>>>>>

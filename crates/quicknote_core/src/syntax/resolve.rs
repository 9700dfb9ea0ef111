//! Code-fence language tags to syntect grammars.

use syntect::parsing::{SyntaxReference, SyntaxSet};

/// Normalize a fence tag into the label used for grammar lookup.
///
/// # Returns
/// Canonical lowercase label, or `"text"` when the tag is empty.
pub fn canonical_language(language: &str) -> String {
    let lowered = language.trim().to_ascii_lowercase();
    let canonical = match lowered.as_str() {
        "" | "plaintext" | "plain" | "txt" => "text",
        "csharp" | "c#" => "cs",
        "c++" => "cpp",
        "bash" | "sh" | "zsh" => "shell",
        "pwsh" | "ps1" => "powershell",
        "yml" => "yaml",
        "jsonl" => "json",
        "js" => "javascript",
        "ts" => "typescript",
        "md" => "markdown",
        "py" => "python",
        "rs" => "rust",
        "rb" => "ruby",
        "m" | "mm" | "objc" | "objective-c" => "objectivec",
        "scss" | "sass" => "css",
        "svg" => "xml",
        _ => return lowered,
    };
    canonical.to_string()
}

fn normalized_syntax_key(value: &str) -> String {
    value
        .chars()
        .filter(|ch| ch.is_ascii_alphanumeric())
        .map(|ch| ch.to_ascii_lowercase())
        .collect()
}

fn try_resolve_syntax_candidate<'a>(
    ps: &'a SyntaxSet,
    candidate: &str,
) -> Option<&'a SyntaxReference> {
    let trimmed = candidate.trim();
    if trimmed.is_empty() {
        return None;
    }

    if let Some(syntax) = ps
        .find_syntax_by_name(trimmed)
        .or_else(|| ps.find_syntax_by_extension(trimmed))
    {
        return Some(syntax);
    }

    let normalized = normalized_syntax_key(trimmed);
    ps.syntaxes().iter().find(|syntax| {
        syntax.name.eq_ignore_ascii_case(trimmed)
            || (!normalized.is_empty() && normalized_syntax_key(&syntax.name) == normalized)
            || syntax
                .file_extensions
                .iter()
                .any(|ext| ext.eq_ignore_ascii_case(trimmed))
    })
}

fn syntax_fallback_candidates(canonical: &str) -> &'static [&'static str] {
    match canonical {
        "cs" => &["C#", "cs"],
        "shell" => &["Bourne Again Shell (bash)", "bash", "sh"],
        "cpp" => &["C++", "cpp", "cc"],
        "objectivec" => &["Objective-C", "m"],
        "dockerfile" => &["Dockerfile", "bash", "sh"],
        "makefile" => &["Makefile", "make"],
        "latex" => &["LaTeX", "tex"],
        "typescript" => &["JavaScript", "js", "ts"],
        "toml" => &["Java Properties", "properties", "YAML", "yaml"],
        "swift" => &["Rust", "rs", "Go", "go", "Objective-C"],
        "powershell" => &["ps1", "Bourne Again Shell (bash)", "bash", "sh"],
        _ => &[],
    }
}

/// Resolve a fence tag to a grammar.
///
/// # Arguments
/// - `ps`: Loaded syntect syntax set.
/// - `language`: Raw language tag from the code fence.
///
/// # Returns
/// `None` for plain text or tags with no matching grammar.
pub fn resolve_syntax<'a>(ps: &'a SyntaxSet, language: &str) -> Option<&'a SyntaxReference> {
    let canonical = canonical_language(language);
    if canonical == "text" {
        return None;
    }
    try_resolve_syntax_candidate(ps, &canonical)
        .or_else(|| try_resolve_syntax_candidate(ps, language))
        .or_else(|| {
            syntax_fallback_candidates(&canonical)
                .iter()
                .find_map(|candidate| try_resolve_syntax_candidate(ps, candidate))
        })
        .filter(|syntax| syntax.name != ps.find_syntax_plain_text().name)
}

<<<<<

→ Task objective: Repeat exactly the lines from the line containing "syntax_fallback_candidates(&canonical)" through the last line of the records above, including both, and nothing else.

→ Solved problem:
            syntax_fallback_candidates(&canonical)
                .iter()
                .find_map(|candidate| try_resolve_syntax_candidate(ps, candidate))
        })
        .filter(|syntax| syntax.name != ps.find_syntax_plain_text().name)
}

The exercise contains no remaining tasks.